When it comes to emerging markets, revenue from India is a drop in the bucket for medical device maker Medtronic.
In late November, Omar Ishrak, the company's CEO, declared that India represents just 15% of the revenue of its larger Asian counterpart - China. Despite the challenges there, Ishrak said he wants to pursue opportunities there.
And then on Dec. 24, the Indian government decided to open the doors to foreign medtech multinationals wider by allowing 100% foreign direct investment in the medical device sector under what is known as the "automatic route." The move is a special carve out for medical devices from policies that regulate foreign direct investment in pharmaceuticals.
Before this allowance, foreign companies would need to get permission from India's Foreign Investment Promotion Board before they could acquire a company or set up a manufacturing unit. The move to allow 100% foreign direct investment automatically is meant to spur medical device manufacturing and development in India by freeing it of red tape.

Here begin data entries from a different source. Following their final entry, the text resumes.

use std::collections::HashMap;

use axum::{
    Extension, Json,
    extract::{Path, Query, State},
};
use uuid::Uuid;

use vidnest_db::models::CommentRow;
use vidnest_types::api::{
    AddCommentRequest, Claims, CommentResponse, PageQuery, UpdateCommentRequest, UserView,
};

use crate::auth::AppState;
use crate::decode::{row_time, row_uuid};
use crate::error::{ApiError, ApiResult, parse_id, run_blocking};
use crate::ownership::authorize_mutation;
use crate::response::ApiResponse;

const MAX_PAGE_SIZE: u32 = 100;

fn comment_response(row: &CommentRow, likers: &[String]) -> CommentResponse {
    CommentResponse {
        id: row_uuid(&row.id, "comment"),
        video_id: row_uuid(&row.video_id, "comment video"),
        author: UserView {
            id: row_uuid(&row.author_id, "comment author"),
            username: row.author_username.clone(),
        },
        content: row.content.clone(),
        parent_comment_id: row.parent_id.as_deref().map(|id| row_uuid(id, "parent comment")),
        likes: likers.iter().map(|id| row_uuid(id, "comment liker")).collect(),
        created_at: row_time(&row.created_at, "comment"),
    }
}

/// GET /api/comments/{videoId} — a page of comments, newest first, each
/// composed with its liker set (single batch fetch, no per-comment query).
pub async fn list_video_comments(
    State(state): State<AppState>,
    Path(video_id): Path<String>,
    Query(q): Query<PageQuery>,
) -> ApiResult<ApiResponse<Vec<CommentResponse>>> {
    let vid = parse_id(&video_id, "Invalid video ID")?;

    let page = q.page.max(1);
    let limit = q.limit.clamp(1, MAX_PAGE_SIZE);
    let offset = (page - 1) * limit;

    let db = state.clone();
    let (rows, liker_rows) = run_blocking(move || {
        let rows = db.db.list_video_comments(&vid.to_string(), limit, offset)?;
        let comment_ids: Vec<String> = rows.iter().map(|r| r.id.clone()).collect();
        let liker_rows = db.db.likers_for_comments(&comment_ids)?;
        Ok((rows, liker_rows))
    })
    .await?;

    if rows.is_empty() {
        return Err(ApiError::not_found("No comments found"));
    }

    // Group likers by comment id
    let mut liker_map: HashMap<String, Vec<String>> = HashMap::new();
    for liker in liker_rows {
        liker_map.entry(liker.comment_id).or_default().push(liker.user_id);
    }

    let comments = rows
        .iter()
        .map(|row| {
            let likers = liker_map.get(&row.id).map(Vec::as_slice).unwrap_or(&[]);
            comment_response(row, likers)
        })
        .collect();

    Ok(ApiResponse::ok("Comments fetched successfully", comments))
}

/// POST /api/comments/{videoId} — adds a comment, optionally as a reply to
/// an existing comment. The video reference itself is not verified.
pub async fn add_comment(
    State(state): State<AppState>,
    Path(video_id): Path<String>,
    Extension(claims): Extension<Claims>,
    Json(req): Json<AddCommentRequest>,
) -> ApiResult<ApiResponse<CommentResponse>> {
    let vid = parse_id(&video_id, "Invalid video ID")?;

    if req.content.trim().is_empty() {
        return Err(ApiError::invalid("Comment content is required"));
    }

    let parent_id = match &req.parent_comment_id {
        Some(raw) => Some(parse_id(raw, "Invalid parent comment ID")?.to_string()),
        None => None,
    };

    let comment_id = Uuid::new_v4();
    let author_id = claims.sub.to_string();
    let content = req.content.trim().to_string();

    let db = state.clone();
    let row = run_blocking(move || {
        if let Some(parent) = &parent_id {
            if db.db.get_comment(parent)?.is_none() {
                return Ok(None);
            }
        }
        db.db
            .insert_comment(&comment_id.to_string(), &vid.to_string(), &author_id, &content, parent_id.as_deref())?;
        db.db.get_comment(&comment_id.to_string())
    })
    .await?
    .ok_or_else(|| ApiError::not_found("Parent comment not found"))?;

    Ok(ApiResponse::created(
        "Comment added successfully",
        comment_response(&row, &[]),
    ))
}

/// PATCH /api/comments/{id} — author only.
pub async fn update_comment(
    State(state): State<AppState>,
    Path(comment_id): Path<String>,
    Extension(claims): Extension<Claims>,
    Json(req): Json<UpdateCommentRequest>,
) -> ApiResult<ApiResponse<CommentResponse>> {
    let cid = parse_id(&comment_id, "Invalid comment ID")?;

    if req.content.trim().is_empty() {
        return Err(ApiError::invalid("Comment content is required"));
    }

    let db = state.clone();
    let key = cid.to_string();
    let row = run_blocking(move || db.db.get_comment(&key))
        .await?
        .ok_or_else(|| ApiError::not_found("Comment not found"))?;

    authorize_mutation(&claims, &row.author_id, false)
        .map_err(|_| ApiError::forbidden("You are not authorized to update this comment"))?;

    let content = req.content.trim().to_string();
    let db = state.clone();
    let key = cid.to_string();
    let (updated, likers) = run_blocking(move || {
        db.db.update_comment(&key, &content)?;
        let updated = db.db.get_comment(&key)?;
        let likers = db.db.get_comment_likers(&key)?;
        Ok((updated, likers))
    })
    .await?;
    let updated = updated.ok_or_else(|| ApiError::not_found("Comment not found"))?;

    Ok(ApiResponse::ok(
        "Comment updated successfully",
        comment_response(&updated, &likers),
    ))
}

/// DELETE /api/comments/{id} — author or admin; the liker set goes with the
/// comment.
pub async fn delete_comment(
    State(state): State<AppState>,
    Path(comment_id): Path<String>,
    Extension(claims): Extension<Claims>,
) -> ApiResult<ApiResponse<()>> {
    let cid = parse_id(&comment_id, "Invalid comment ID")?;

    let db = state.clone();
    let key = cid.to_string();
    let row = run_blocking(move || db.db.get_comment(&key))
        .await?
        .ok_or_else(|| ApiError::not_found("Comment not found"))?;

    authorize_mutation(&claims, &row.author_id, true)
        .map_err(|_| ApiError::forbidden("You are not authorized to delete this comment"))?;

    let db = state.clone();
    let key = cid.to_string();
    run_blocking(move || db.db.delete_comment(&key)).await?;

    Ok(ApiResponse::ok("Comment deleted successfully", ()))
}

/// POST /api/comments/{id}/like — adds the caller to the liker set; liking
/// twice is rejected rather than toggled.
pub async fn like_comment(
    State(state): State<AppState>,
    Path(comment_id): Path<String>,
    Extension(claims): Extension<Claims>,
) -> ApiResult<ApiResponse<CommentResponse>> {
    let cid = parse_id(&comment_id, "Invalid comment ID")?;
    let user_id = claims.sub.to_string();

    let db = state.clone();
    let key = cid.to_string();
    let outcome = run_blocking(move || {
        let Some(row) = db.db.get_comment(&key)? else {
            return Ok(None);
        };
        let added = db.db.add_comment_liker(&key, &user_id)?;
        let likers = db.db.get_comment_likers(&key)?;
        Ok(Some((row, added, likers)))
    })
    .await?;

    let (row, added, likers) = outcome.ok_or_else(|| ApiError::not_found("Comment not found"))?;

    if !added {
        return Err(ApiError::conflict("You have already liked this comment"));
    }

    Ok(ApiResponse::ok(
        "Comment liked successfully",
        comment_response(&row, &likers),
    ))
}

/// POST /api/comments/{id}/unlike — removes the caller from the liker set.
pub async fn unlike_comment(
    State(state): State<AppState>,
    Path(comment_id): Path<String>,
    Extension(claims): Extension<Claims>,
) -> ApiResult<ApiResponse<CommentResponse>> {
    let cid = parse_id(&comment_id, "Invalid comment ID")?;
    let user_id = claims.sub.to_string();

    let db = state.clone();
    let key = cid.to_string();
    let outcome = run_blocking(move || {
        let Some(row) = db.db.get_comment(&key)? else {
            return Ok(None);
        };
        let removed = db.db.remove_comment_liker(&key, &user_id)?;
        let likers = db.db.get_comment_likers(&key)?;
        Ok(Some((row, removed, likers)))
    })
    .await?;

    let (row, removed, likers) = outcome.ok_or_else(|| ApiError::not_found("Comment not found"))?;

    if !removed {
        return Err(ApiError::conflict("You have not liked this comment"));
    }

    Ok(ApiResponse::ok(
        "Comment unliked successfully",
        comment_response(&row, &likers),
    ))
}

How would it affect OEMs like Medtronic? Earlier this week at the JPMorgan Healthcare conference in San Francisco, Ishrak didn't seem too convinced that this move by the Indian government would be that beneficial.
Here's what he said:
Well, I think what they are trying to do is encourage manufacturing there. But I think the problem in India that needs to get resolved first is helping to create a market. A lot of issues in India can be solved if we can get the volume that the country deserves and right now that's where we need to put our effort - in streamlining the referral chain, in fixing regulation that accelerates that, in helping with infrastructure rather than manufacturing products there because you got to sell those. So I think that although [the move by the Indian government] is a signal that the country is opening up to and welcoming external investment, I think the focus has to be much more steered toward market creation as opposed to manufacturing capacity. People want to manufacture once they know they can sell something. So that's the argument there.
Looks like the poweres that be in India will probably need to work harder to improve access and build infrastructure for its population to truly be able to attract foreign investment - at least from the likes of Medtronic and presumably other large global medtech firms.